(Supplied material begins)
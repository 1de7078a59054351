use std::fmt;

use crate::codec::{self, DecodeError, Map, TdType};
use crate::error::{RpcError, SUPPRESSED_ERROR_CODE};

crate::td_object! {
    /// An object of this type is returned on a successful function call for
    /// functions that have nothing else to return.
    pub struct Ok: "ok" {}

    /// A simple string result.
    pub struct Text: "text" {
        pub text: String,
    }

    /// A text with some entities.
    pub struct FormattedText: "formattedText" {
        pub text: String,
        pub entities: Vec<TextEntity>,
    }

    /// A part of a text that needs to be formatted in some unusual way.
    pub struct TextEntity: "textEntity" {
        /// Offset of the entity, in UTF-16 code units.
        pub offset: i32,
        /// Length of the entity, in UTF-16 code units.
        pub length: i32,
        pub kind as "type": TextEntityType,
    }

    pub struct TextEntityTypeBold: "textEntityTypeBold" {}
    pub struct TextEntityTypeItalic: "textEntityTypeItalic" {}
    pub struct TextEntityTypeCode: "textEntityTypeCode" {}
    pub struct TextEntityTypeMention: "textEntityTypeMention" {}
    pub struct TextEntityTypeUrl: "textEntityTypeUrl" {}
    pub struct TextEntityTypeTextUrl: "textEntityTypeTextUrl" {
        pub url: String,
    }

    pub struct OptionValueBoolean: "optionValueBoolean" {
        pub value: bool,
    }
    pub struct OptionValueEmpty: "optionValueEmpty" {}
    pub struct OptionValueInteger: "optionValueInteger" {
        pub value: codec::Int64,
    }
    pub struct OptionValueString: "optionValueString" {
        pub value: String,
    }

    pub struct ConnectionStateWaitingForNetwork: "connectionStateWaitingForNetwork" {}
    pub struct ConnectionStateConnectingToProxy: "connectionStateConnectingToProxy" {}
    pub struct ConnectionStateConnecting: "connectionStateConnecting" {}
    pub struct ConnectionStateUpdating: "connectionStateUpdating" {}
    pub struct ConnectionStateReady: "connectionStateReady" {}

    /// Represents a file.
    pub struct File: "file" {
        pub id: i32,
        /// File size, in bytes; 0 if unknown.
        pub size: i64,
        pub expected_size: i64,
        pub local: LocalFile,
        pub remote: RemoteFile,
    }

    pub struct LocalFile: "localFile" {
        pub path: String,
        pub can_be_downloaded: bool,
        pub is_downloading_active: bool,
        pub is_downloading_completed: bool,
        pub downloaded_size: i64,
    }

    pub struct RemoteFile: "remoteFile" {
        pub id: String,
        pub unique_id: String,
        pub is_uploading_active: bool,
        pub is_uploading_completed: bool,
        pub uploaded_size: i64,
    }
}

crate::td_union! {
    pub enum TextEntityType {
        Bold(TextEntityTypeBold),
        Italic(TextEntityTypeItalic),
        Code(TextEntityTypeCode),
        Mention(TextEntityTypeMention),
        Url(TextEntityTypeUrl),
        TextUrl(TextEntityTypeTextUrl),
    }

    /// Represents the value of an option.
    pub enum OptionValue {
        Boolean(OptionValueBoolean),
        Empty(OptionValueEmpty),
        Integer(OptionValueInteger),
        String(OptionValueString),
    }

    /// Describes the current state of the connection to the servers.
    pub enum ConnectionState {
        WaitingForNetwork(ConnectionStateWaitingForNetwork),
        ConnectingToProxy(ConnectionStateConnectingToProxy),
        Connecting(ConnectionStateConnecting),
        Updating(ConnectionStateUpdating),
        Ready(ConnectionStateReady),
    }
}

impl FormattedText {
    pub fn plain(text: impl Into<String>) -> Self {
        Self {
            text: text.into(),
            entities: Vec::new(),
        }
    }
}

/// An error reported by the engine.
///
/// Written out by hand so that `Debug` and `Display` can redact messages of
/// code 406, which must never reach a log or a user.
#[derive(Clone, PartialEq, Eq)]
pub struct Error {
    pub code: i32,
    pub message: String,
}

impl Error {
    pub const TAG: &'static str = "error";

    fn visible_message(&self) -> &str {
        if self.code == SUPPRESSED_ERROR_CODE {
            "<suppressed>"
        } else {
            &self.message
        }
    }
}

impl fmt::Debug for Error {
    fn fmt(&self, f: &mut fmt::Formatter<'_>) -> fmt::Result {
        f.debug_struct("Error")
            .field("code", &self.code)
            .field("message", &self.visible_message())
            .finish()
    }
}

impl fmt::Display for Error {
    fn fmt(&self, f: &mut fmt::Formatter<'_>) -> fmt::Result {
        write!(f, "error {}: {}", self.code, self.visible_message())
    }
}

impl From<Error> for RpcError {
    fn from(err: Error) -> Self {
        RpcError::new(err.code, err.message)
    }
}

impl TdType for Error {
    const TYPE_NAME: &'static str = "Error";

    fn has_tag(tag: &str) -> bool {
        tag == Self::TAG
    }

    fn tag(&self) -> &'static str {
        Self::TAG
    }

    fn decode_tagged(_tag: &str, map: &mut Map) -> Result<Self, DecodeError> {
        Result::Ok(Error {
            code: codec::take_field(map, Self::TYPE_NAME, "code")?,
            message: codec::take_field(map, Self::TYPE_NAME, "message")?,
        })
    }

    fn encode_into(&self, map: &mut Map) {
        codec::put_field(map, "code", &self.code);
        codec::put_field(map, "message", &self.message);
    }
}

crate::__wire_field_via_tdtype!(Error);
(Supplied material ends)
(Supplied material begins)
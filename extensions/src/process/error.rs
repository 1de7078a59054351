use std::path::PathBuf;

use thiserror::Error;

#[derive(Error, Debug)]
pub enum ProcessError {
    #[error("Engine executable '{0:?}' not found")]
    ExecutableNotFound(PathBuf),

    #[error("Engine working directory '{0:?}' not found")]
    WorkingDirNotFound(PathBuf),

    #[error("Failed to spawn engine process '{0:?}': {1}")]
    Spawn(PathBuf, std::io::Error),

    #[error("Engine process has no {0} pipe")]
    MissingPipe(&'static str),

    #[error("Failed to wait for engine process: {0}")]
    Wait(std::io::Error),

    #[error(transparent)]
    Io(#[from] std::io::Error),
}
(Supplied material ends)
- Assigned task: Your reply should be a single number: the count of lines above that include the string "ConnectionStateWaitingForNetwork".

- Output: 2